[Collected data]
----------------------------------------

// Copyright (c) 2025 Felix Kahle.
//
// Permission is hereby granted, free of charge, to any person obtaining
// a copy of this software and associated documentation files (the
// "Software"), to deal in the Software without restriction, including
// without limitation the rights to use, copy, modify, merge, publish,
// distribute, sublicense, and/or sell copies of the Software, and to
// permit persons to whom the Software is furnished to do so, subject to
// the following conditions:
//
// The above copyright notice and this permission notice shall be
// included in all copies or substantial portions of the Software.
//
// THE SOFTWARE IS PROVIDED "AS IS", WITHOUT WARRANTY OF ANY KIND,
// EXPRESS OR IMPLIED, INCLUDING BUT NOT LIMITED TO THE WARRANTIES OF
// MERCHANTABILITY, FITNESS FOR A PARTICULAR PURPOSE AND
// NONINFRINGEMENT. IN NO EVENT SHALL THE AUTHORS OR COPYRIGHT HOLDERS BE
// LIABLE FOR ANY CLAIM, DAMAGES OR OTHER LIABILITY, WHETHER IN AN ACTION
// OF CONTRACT, TORT OR OTHERWISE, ARISING FROM, OUT OF OR IN CONNECTION
// WITH THE SOFTWARE OR THE USE OR OTHER DEALINGS IN THE SOFTWARE.

//! # Overcheck Strict
//!
//! Panicking counterparts of the checked operations in `overcheck-core`. Use
//! these where a non-representable result is a programming error and the
//! process should stop loudly rather than continue with a wrong number.
//!
//! ## Modules
//!
//! - `strict`: `strict_add`, `strict_sub`, `strict_mul`, `strict_div` and
//!   `strict_div_rem`, plus the `StrictArithmetic` method trait.
//!
//! ## Features
//!
//! - `tracing` (default): emits a `tracing` error event with the operation,
//!   operands and failure kind right before panicking, so the fault is visible
//!   to whatever subscriber the application installed.

pub mod strict;
// Copyright (c) 2025 Felix Kahle.
//
// Permission is hereby granted, free of charge, to any person obtaining
// a copy of this software and associated documentation files (the
// "Software"), to deal in the Software without restriction, including
// without limitation the rights to use, copy, modify, merge, publish,
// distribute, sublicense, and/or sell copies of the Software, and to
// permit persons to whom the Software is furnished to do so, subject to
// the following conditions:
//
// The above copyright notice and this permission notice shall be
// included in all copies or substantial portions of the Software.
//
// THE SOFTWARE IS PROVIDED "AS IS", WITHOUT WARRANTY OF ANY KIND,
// EXPRESS OR IMPLIED, INCLUDING BUT NOT LIMITED TO THE WARRANTIES OF
// MERCHANTABILITY, FITNESS FOR A PARTICULAR PURPOSE AND
// NONINFRINGEMENT. IN NO EVENT SHALL THE AUTHORS OR COPYRIGHT HOLDERS BE
// LIABLE FOR ANY CLAIM, DAMAGES OR OTHER LIABILITY, WHETHER IN AN ACTION
// OF CONTRACT, TORT OR OTHERWISE, ARISING FROM, OUT OF OR IN CONNECTION
// WITH THE SOFTWARE OR THE USE OR OTHER DEALINGS IN THE SOFTWARE.

//! # Overcheck Core
//!
//! Checked fixed-width integer arithmetic. Addition, subtraction,
//! multiplication and truncated division for `i8`..`i64`, `u8`..`u64`,
//! `isize` and `usize`, where every operation tells the caller whether the
//! true mathematical result fits the type instead of wrapping silently or
//! trapping.
//!
//! ## Modules
//!
//! - `num`: The `FixedWidth` abstraction, the outcome and error types, and the
//!   checked operations implemented once over all widths and signednesses.
//!
//! ## Guarantees
//!
//! - Operations are pure, allocation-free and branch on comparisons only; no
//!   operation loops over its operands.
//! - A non-exact result never equals the true result. Addition, subtraction
//!   and multiplication return the value wrapped modulo `2^W`; failed
//!   divisions return zero for quotient and remainder.
//! - No intermediate wider than the operand type is used, so 64-bit and
//!   pointer-width operations share the 8-bit code path.
//!
//! ## Example
//!
//! ```rust
//! use overcheck_core::num::ops::checked_arithmetic::{checked_div_rem, checked_mul};
//!
//! assert_eq!(checked_mul(16u8, 16).into_parts(), (0, false));
//! assert_eq!(checked_div_rem(7i64, -3).into_parts(), (-2, 1, true));
//! ```

pub mod num;
// Copyright (c) 2025 Felix Kahle.
//
// Permission is hereby granted, free of charge, to any person obtaining
// a copy of this software and associated documentation files (the
// "Software"), to deal in the Software without restriction, including
// without limitation the rights to use, copy, modify, merge, publish,
// distribute, sublicense, and/or sell copies of the Software, and to
// permit persons to whom the Software is furnished to do so, subject to
// the following conditions:
//
// The above copyright notice and this permission notice shall be
// included in all copies or substantial portions of the Software.
//
// THE SOFTWARE IS PROVIDED "AS IS", WITHOUT WARRANTY OF ANY KIND,
// EXPRESS OR IMPLIED, INCLUDING BUT NOT LIMITED TO THE WARRANTIES OF
// MERCHANTABILITY, FITNESS FOR A PARTICULAR PURPOSE AND
// NONINFRINGEMENT. IN NO EVENT SHALL THE AUTHORS OR COPYRIGHT HOLDERS BE
// LIABLE FOR ANY CLAIM, DAMAGES OR OTHER LIABILITY, WHETHER IN AN ACTION
// OF CONTRACT, TORT OR OTHERWISE, ARISING FROM, OUT OF OR IN CONNECTION
// WITH THE SOFTWARE OR THE USE OR OTHER DEALINGS IN THE SOFTWARE.

//! Strict arithmetic: return the exact result or panic.
//!
//! Every function delegates to the `Result` form in
//! `overcheck_core::num::ops::fallible` and turns an `Err` into a panic whose
//! message is the error's display text, for example
//! `overflow: 255 + 1 in u8`. All functions are `#[track_caller]`, so the
//! panic points at the call site rather than into this crate.

use overcheck_core::num::{
    error::ArithmeticError,
    ops::fallible::{try_add, try_div, try_div_rem, try_mul, try_sub},
    width::FixedWidth,
};

#[cold]
#[inline(never)]
#[track_caller]
fn fault<T>(error: ArithmeticError<T>) -> !
where
    T: FixedWidth,
{
    #[cfg(feature = "tracing")]
    tracing::error!(
        operation = %error.operation(),
        lhs = %error.lhs(),
        rhs = %error.rhs(),
        kind = %error.kind(),
        ty = T::TYPE_NAME,
        "strict arithmetic failed"
    );
    panic!("{error}")
}

/// Adds two integers, panicking if the sum is not representable.
///
/// # Panics
///
/// Panics on overflow or underflow.
///
/// # Examples
///
/// ```rust
/// # use overcheck_strict::strict::strict_add;
/// assert_eq!(strict_add(254u8, 1), 255);
/// ```
///
/// ```rust,should_panic
/// # use overcheck_strict::strict::strict_add;
/// strict_add(255u8, 1); // panics: overflow: 255 + 1 in u8
/// ```
#[inline]
#[track_caller]
pub fn strict_add<T>(a: T, b: T) -> T
where
    T: FixedWidth,
{
    match try_add(a, b) {
        Ok(value) => value,
        Err(error) => fault(error),
    }
}

/// Subtracts `b` from `a`, panicking if the difference is not representable.
///
/// # Panics
///
/// Panics on overflow or underflow, including any unsigned `a < b`.
#[inline]
#[track_caller]
pub fn strict_sub<T>(a: T, b: T) -> T
where
    T: FixedWidth,
{
    match try_sub(a, b) {
        Ok(value) => value,
        Err(error) => fault(error),
    }
}

/// Multiplies two integers, panicking if the product is not representable.
///
/// # Panics
///
/// Panics on overflow or underflow.
#[inline]
#[track_caller]
pub fn strict_mul<T>(a: T, b: T) -> T
where
    T: FixedWidth,
{
    match try_mul(a, b) {
        Ok(value) => value,
        Err(error) => fault(error),
    }
}

/// Truncated division returning the quotient.
///
/// # Panics
///
/// Panics if `divisor` is zero, or for signed types if `dividend` is the
/// minimum value and `divisor` is `-1`.
///
/// # Examples
///
/// ```rust
/// # use overcheck_strict::strict::strict_div;
/// assert_eq!(strict_div(-128i8, 2), -64);
/// ```
///
/// ```rust,should_panic
/// # use overcheck_strict::strict::strict_div;
/// strict_div(i8::MIN, -1); // panics: irrepresentable quotient: -128 / -1 in i8
/// ```
#[inline]
#[track_caller]
pub fn strict_div<T>(dividend: T, divisor: T) -> T
where
    T: FixedWidth,
{
    match try_div(dividend, divisor) {
        Ok(quotient) => quotient,
        Err(error) => fault(error),
    }
}

/// Truncated division returning `(quotient, remainder)`.
///
/// # Panics
///
/// Same conditions as [`strict_div`].
#[inline]
#[track_caller]
pub fn strict_div_rem<T>(dividend: T, divisor: T) -> (T, T)
where
    T: FixedWidth,
{
    match try_div_rem(dividend, divisor) {
        Ok(parts) => parts,
        Err(error) => fault(error),
    }
}

/// Method-call access to the strict operations.
///
/// # Examples
///
/// ```rust
/// # use overcheck_strict::strict::StrictArithmetic;
/// let total = 40u32.mul_or_panic(1000).add_or_panic(7);
/// assert_eq!(total, 40_007);
/// ```
pub trait StrictArithmetic: FixedWidth {
    /// See [`strict_add`].
    fn add_or_panic(self, rhs: Self) -> Self;
    /// See [`strict_sub`].
    fn sub_or_panic(self, rhs: Self) -> Self;
    /// See [`strict_mul`].
    fn mul_or_panic(self, rhs: Self) -> Self;
    /// See [`strict_div`].
    fn div_or_panic(self, rhs: Self) -> Self;
    /// See [`strict_div_rem`].
    fn div_rem_or_panic(self, rhs: Self) -> (Self, Self);
}

impl<T> StrictArithmetic for T
where
    T: FixedWidth,
{
    #[inline(always)]
    #[track_caller]
    fn add_or_panic(self, rhs: Self) -> Self {
        strict_add(self, rhs)
    }

    #[inline(always)]
    #[track_caller]
    fn sub_or_panic(self, rhs: Self) -> Self {
        strict_sub(self, rhs)
    }

    #[inline(always)]
    #[track_caller]
    fn mul_or_panic(self, rhs: Self) -> Self {
        strict_mul(self, rhs)
    }

    #[inline(always)]
    #[track_caller]
    fn div_or_panic(self, rhs: Self) -> Self {
        strict_div(self, rhs)
    }

    #[inline(always)]
    #[track_caller]
    fn div_rem_or_panic(self, rhs: Self) -> (Self, Self) {
        strict_div_rem(self, rhs)
    }
}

----------------------------------------

◆ ABOUT THIS EXERCISE:
Among the lines above, which ones hold the string "dividend"? Show them.

◆ EXERCISE ANSWER:
/// Panics if `divisor` is zero, or for signed types if `dividend` is the
pub fn strict_div<T>(dividend: T, divisor: T) -> T
    match try_div(dividend, divisor) {
pub fn strict_div_rem<T>(dividend: T, divisor: T) -> (T, T)
    match try_div_rem(dividend, divisor) {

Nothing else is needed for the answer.